Excerpted data section start

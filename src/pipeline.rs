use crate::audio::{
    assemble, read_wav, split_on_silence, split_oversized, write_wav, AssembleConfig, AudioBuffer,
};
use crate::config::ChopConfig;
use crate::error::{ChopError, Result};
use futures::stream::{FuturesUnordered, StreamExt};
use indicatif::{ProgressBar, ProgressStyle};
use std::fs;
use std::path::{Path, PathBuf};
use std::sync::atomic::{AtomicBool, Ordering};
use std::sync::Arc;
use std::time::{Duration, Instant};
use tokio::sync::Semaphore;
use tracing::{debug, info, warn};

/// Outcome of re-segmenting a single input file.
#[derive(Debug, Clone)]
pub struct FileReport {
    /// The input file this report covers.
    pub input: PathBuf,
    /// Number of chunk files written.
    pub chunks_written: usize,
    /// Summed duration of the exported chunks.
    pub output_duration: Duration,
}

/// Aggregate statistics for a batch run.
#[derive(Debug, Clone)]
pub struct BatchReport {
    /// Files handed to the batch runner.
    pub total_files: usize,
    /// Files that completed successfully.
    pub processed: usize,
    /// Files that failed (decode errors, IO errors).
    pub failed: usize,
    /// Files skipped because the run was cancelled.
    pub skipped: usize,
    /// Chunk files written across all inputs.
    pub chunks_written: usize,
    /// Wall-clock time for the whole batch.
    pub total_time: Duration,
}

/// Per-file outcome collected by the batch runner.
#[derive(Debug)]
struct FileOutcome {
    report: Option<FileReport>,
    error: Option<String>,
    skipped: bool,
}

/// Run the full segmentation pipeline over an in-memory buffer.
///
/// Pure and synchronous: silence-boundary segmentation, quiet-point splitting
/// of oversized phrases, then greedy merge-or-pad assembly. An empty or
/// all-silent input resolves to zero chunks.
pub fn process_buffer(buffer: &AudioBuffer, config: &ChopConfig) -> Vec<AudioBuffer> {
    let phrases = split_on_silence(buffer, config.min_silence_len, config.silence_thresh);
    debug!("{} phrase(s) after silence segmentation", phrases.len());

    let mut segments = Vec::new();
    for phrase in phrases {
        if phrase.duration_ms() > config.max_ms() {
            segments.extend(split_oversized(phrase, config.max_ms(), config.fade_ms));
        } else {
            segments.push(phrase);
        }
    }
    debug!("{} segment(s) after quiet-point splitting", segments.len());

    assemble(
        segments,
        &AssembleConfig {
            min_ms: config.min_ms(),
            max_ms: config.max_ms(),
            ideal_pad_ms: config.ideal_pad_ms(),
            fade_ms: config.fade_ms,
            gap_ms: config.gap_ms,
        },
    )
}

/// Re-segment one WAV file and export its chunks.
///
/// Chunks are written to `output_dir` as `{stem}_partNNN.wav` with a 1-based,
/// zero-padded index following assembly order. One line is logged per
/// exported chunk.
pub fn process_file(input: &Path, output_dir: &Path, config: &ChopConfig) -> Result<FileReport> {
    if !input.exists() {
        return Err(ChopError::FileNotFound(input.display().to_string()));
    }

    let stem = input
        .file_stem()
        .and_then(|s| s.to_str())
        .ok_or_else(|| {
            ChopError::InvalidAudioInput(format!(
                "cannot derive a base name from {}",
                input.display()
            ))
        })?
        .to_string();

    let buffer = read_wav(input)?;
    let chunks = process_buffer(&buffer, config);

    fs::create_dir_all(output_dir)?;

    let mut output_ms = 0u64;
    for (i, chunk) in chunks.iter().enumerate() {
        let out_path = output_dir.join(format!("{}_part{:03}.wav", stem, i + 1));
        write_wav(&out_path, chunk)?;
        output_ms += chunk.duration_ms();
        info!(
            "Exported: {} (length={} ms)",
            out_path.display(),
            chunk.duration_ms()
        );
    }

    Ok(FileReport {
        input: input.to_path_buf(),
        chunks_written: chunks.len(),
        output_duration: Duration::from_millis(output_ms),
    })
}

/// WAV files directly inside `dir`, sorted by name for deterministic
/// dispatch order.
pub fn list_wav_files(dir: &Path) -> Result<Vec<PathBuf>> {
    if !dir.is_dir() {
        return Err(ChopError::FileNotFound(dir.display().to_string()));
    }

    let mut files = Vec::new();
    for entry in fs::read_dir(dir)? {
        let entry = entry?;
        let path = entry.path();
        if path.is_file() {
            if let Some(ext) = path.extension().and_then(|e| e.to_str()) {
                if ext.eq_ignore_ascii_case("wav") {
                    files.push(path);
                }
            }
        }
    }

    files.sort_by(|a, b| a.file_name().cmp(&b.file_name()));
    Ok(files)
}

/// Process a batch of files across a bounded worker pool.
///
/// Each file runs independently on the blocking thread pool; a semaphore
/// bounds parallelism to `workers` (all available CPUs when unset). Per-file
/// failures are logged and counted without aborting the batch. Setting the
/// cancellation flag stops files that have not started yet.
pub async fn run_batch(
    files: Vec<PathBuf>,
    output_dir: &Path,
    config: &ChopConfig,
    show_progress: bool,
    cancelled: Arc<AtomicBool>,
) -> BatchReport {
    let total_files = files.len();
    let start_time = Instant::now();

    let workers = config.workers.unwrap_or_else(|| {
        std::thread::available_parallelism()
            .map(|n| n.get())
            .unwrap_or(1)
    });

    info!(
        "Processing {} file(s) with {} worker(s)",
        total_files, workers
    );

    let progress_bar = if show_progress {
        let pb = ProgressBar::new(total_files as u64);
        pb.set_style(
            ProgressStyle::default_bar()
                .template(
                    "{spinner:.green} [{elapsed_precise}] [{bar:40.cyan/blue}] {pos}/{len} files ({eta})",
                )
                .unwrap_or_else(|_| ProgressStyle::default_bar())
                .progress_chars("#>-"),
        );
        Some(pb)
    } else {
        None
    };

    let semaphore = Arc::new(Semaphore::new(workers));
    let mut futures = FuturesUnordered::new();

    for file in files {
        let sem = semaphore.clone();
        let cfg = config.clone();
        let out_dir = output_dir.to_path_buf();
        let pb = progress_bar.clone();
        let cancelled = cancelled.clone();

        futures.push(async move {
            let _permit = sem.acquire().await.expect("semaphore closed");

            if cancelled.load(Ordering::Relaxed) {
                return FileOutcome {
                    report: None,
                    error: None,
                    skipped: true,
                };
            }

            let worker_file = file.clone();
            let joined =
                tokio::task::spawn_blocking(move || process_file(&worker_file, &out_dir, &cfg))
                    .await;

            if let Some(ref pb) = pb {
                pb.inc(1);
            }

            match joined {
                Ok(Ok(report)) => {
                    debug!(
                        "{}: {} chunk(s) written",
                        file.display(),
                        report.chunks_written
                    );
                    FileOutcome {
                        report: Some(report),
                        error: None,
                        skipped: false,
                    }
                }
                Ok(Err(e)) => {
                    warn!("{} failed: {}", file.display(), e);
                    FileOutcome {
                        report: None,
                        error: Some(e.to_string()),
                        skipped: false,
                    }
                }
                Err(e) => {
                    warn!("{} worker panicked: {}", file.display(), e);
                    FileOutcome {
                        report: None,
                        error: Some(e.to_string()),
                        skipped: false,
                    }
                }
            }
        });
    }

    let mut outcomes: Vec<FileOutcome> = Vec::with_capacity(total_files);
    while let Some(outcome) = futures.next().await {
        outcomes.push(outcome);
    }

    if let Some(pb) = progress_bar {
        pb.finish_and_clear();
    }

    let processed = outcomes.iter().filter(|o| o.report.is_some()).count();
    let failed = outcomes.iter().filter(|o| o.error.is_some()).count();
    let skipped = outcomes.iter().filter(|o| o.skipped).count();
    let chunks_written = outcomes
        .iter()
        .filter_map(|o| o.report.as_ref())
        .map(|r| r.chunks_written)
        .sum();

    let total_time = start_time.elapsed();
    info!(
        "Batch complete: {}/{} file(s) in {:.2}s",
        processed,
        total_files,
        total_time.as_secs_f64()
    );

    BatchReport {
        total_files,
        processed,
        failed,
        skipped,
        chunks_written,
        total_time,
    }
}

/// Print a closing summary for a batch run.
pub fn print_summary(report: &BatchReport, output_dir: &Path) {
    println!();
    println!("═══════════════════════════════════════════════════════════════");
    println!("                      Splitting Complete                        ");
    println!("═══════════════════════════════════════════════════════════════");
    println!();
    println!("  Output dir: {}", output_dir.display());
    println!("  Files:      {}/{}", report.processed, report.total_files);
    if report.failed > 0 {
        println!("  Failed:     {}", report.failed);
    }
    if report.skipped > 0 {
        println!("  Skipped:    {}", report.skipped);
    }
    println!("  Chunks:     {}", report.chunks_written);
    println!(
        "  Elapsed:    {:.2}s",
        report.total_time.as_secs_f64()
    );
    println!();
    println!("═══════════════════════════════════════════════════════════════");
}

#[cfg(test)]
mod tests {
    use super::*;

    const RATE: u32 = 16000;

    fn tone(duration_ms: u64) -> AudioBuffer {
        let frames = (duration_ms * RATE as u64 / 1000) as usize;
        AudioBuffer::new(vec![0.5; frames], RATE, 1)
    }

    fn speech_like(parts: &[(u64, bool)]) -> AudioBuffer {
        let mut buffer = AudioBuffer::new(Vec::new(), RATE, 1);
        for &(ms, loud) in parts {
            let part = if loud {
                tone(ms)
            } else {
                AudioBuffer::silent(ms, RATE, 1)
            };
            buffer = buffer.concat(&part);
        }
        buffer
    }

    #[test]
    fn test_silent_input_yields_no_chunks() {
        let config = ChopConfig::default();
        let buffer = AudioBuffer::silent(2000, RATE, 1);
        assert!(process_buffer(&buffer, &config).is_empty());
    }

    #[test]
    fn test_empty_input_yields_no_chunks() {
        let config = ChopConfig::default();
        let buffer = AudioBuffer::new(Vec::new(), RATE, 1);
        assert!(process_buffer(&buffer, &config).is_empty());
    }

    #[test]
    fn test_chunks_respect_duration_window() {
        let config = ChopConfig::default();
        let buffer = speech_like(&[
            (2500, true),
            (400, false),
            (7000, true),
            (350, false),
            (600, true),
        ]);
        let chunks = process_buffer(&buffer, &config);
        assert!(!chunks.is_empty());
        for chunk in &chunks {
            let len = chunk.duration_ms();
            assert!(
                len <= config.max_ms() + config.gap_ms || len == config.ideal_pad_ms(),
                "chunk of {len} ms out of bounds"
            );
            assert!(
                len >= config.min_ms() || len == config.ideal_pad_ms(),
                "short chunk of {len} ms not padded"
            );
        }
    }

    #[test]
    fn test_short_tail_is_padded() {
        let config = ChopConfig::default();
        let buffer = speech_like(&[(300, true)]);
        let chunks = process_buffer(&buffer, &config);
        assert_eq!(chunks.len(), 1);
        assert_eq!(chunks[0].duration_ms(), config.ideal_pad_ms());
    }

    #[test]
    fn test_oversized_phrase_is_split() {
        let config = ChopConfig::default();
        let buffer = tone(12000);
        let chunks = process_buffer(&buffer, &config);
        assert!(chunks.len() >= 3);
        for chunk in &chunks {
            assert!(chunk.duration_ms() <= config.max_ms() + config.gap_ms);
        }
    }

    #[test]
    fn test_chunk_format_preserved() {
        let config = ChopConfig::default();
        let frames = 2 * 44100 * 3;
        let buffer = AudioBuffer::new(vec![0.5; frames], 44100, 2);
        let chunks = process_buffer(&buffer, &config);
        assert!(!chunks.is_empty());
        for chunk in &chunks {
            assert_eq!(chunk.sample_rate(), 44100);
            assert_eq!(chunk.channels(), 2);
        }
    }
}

Excerpted data section end

## Required action
Output the listing verbatim through the "#[derive(Debug)]" line.

## Answer for this exercise
filename src/pipeline.rs
use crate::audio::{
    assemble, read_wav, split_on_silence, split_oversized, write_wav, AssembleConfig, AudioBuffer,
};
use crate::config::ChopConfig;
use crate::error::{ChopError, Result};
use futures::stream::{FuturesUnordered, StreamExt};
use indicatif::{ProgressBar, ProgressStyle};
use std::fs;
use std::path::{Path, PathBuf};
use std::sync::atomic::{AtomicBool, Ordering};
use std::sync::Arc;
use std::time::{Duration, Instant};
use tokio::sync::Semaphore;
use tracing::{debug, info, warn};

/// Outcome of re-segmenting a single input file.
#[derive(Debug, Clone)]
pub struct FileReport {
    /// The input file this report covers.
    pub input: PathBuf,
    /// Number of chunk files written.
    pub chunks_written: usize,
    /// Summed duration of the exported chunks.
    pub output_duration: Duration,
}

/// Aggregate statistics for a batch run.
#[derive(Debug, Clone)]
pub struct BatchReport {
    /// Files handed to the batch runner.
    pub total_files: usize,
    /// Files that completed successfully.
    pub processed: usize,
    /// Files that failed (decode errors, IO errors).
    pub failed: usize,
    /// Files skipped because the run was cancelled.
    pub skipped: usize,
    /// Chunk files written across all inputs.
    pub chunks_written: usize,
    /// Wall-clock time for the whole batch.
    pub total_time: Duration,
}

/// Per-file outcome collected by the batch runner.
#[derive(Debug)]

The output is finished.